A Million Other Reasons
While my ex-wife was ultimately the one to pull the trigger, I know my own hands are dirty. The expiration of a relationship isn’t typically all the fault of one person.
It took me a long time to realize that.
It took me a long time to accept that.
It’s easier to shrug my shoulders and lay the blame at her feet. People saw what she did. They wouldn’t argue. But it’s not that simple.
Nothing in life is. Especially marriage.
Maybe the reasons I gave have nothing to do with why she decided to cheat. I haven’t asked. It wouldn’t change anything if I did. But I know I gave her reasons. Possibly a million other reasons.
Perhaps this is the ultimate guy thing to do. To try and rationalize something that doesn’t have any rationalization to it. Maybe I’m interjecting myself into a situation that doesn’t have space for me. I’m making it about myself when it shouldn’t be. She just cheated to cheat and end it all. A nice, neat little explanation, adorned with that perfectly crafted bow. It’s possible. But it’s in my experience that few things in life come in boxes and bows.

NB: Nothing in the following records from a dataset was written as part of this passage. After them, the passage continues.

pub struct InMemoryBackend {
    state: Mutex<State>,
    calls: Mutex<HashMap<&'static str, usize>>,
    owner: Option<UserId>,
    latency: Option<Duration>,
}

impl InMemoryBackend {
    pub fn new() -> Self {
        Self {
            state: Mutex::new(State::default()),
            calls: Mutex::new(HashMap::new()),
            owner: None,
            latency: None,
        }
    }

    pub fn with_site_owner(mut self, owner: UserId) -> Self {
        self.owner = Some(owner);
        self
    }

    /// Delay every boundary call, so concurrent reads overlap.
    pub fn with_latency(mut self, latency: Duration) -> Self {
        self.latency = Some(latency);
        self
    }

    pub fn with_admin(self, user: UserId) -> Self {
        mutex_lock(&self.state, SOURCE, "with_admin")
            .admins
            .insert(user);
        self
    }

    pub fn with_profile(self, user: UserId, profile: UserProfile) -> Self {
        mutex_lock(&self.state, SOURCE, "with_profile")
            .profiles
            .insert(user, profile);
        self
    }

    /// Principal returned by the next `login`.
    pub fn with_login(self, user: UserId) -> Self {
        mutex_lock(&self.state, SOURCE, "with_login").login_as = Some(user);
        self
    }

    pub fn set_caller(&self, caller: Option<UserId>) {
        mutex_lock(&self.state, SOURCE, "set_caller").caller = caller;
    }

    /// While offline every call fails with `Unavailable`.
    pub fn set_offline(&self, offline: bool) {
        mutex_lock(&self.state, SOURCE, "set_offline").offline = offline;
    }

    /// How often `operation` (wire name, e.g. `getPosts`) reached the backend.
    pub fn calls(&self, operation: &str) -> usize {
        mutex_lock(&self.calls, SOURCE, "calls")
            .get(operation)
            .copied()
            .unwrap_or(0)
    }

    pub fn total_calls(&self) -> usize {
        mutex_lock(&self.calls, SOURCE, "total_calls").values().sum()
    }

    pub fn reaction_count(&self, post: &PostId, kind: ReactionKind) -> usize {
        mutex_lock(&self.state, SOURCE, "reaction_count")
            .reactions
            .iter()
            .filter(|(_, reacted, reaction)| reacted == post && *reaction == kind)
            .count()
    }

    async fn enter(&self, operation: &'static str) -> Result<(), BackendError> {
        *mutex_lock(&self.calls, SOURCE, "enter")
            .entry(operation)
            .or_default() += 1;
        if let Some(latency) = self.latency {
            tokio::time::sleep(latency).await;
        }
        if mutex_lock(&self.state, SOURCE, "enter").offline {
            return Err(BackendError::Unavailable("backend offline".into()));
        }
        debug!(operation, "In-memory backend call");
        Ok(())
    }

    fn with_state<T>(
        &self,
        op: &'static str,
        f: impl FnOnce(&mut State) -> Result<T, BackendError>,
    ) -> Result<T, BackendError> {
        let mut state = mutex_lock(&self.state, SOURCE, op);
        f(&mut state)
    }

    fn require_moderator(&self, state: &State) -> Result<UserId, BackendError> {
        let caller = state.caller()?;
        if state.is_moderator(self.owner.as_ref(), &caller) {
            Ok(caller)
        } else {
            Err(BackendError::PermissionDenied("admins only".into()))
        }
    }

    fn set_banned(&self, user: &UserId, banned: bool) -> Result<(), BackendError> {
        self.with_state("set_banned", |state| {
            self.require_moderator(state)?;
            if banned && self.owner.as_ref() == Some(user) {
                return Err(BackendError::Rejected("the site owner cannot be banned".into()));
            }
            let profile = state
                .profiles
                .get_mut(user)
                .ok_or_else(|| BackendError::NotFound(format!("user {user}")))?;
            profile.is_banned = banned;
            Ok(())
        })
    }

    fn answer_request(&self, from: &UserId, status: FriendshipStatus) -> Result<(), BackendError> {
        self.with_state("answer_request", |state| {
            let me = state.caller()?;
            let position = state
                .friendship_position(from, &me, |record| {
                    record.status == FriendshipStatus::Pending && record.requester() == from
                })
                .ok_or_else(|| BackendError::NotFound(format!("friend request from {from}")))?;
            state.friendships[position].status = status;
            Ok(())
        })
    }
}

In many ways, she’s braver than I am. Braver in that she willingly accepted the blame for it all. I’m sure she told her family and closest friends things, but to the rest of the world, she accepted the cross they nailed her to.
I just watched.
I didn’t want responsibility. I didn’t want to be at fault for the failure that was us. I was a coward. Unknown to me. Unknown to the rest of the world.
I didn’t know I had any blame. I hadn’t opened myself up to see it.
I’m often asked why I write about a divorce that happened a decade earlier.
It’s because I wouldn’t have been able to write about it then. I would have been the good guy, she the bad. But the reality of it all is few things in life are black and white. We’re all living in shades of gray.
I don’t know if these were the reasons.
But I know I gave her plenty.
She might have cheated. I put her in position to do so.